Transcribe all of the listing below in full.
*** RECORDS SHOWN Section Begins ***
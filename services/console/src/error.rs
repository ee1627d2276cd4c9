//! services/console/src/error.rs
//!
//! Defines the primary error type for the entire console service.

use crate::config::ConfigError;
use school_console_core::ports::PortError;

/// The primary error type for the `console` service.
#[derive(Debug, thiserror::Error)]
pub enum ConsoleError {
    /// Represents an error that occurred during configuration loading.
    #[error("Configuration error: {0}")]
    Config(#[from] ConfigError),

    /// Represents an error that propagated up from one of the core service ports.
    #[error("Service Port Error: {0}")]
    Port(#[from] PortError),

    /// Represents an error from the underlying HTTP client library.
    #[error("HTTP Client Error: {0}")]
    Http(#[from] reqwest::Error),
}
*** RECORDS SHOWN Section Ends ***
▶ _SOLUTION_:
filename services/console/src/error.rs
repository ee1627d2276cd4c9
//! services/console/src/error.rs
//!
//! Defines the primary error type for the entire console service.

use crate::config::ConfigError;
use school_console_core::ports::PortError;

/// The primary error type for the `console` service.
#[derive(Debug, thiserror::Error)]
pub enum ConsoleError {
    /// Represents an error that occurred during configuration loading.
    #[error("Configuration error: {0}")]
    Config(#[from] ConfigError),

    /// Represents an error that propagated up from one of the core service ports.
    #[error("Service Port Error: {0}")]
    Port(#[from] PortError),

    /// Represents an error from the underlying HTTP client library.
    #[error("HTTP Client Error: {0}")]
    Http(#[from] reqwest::Error),
}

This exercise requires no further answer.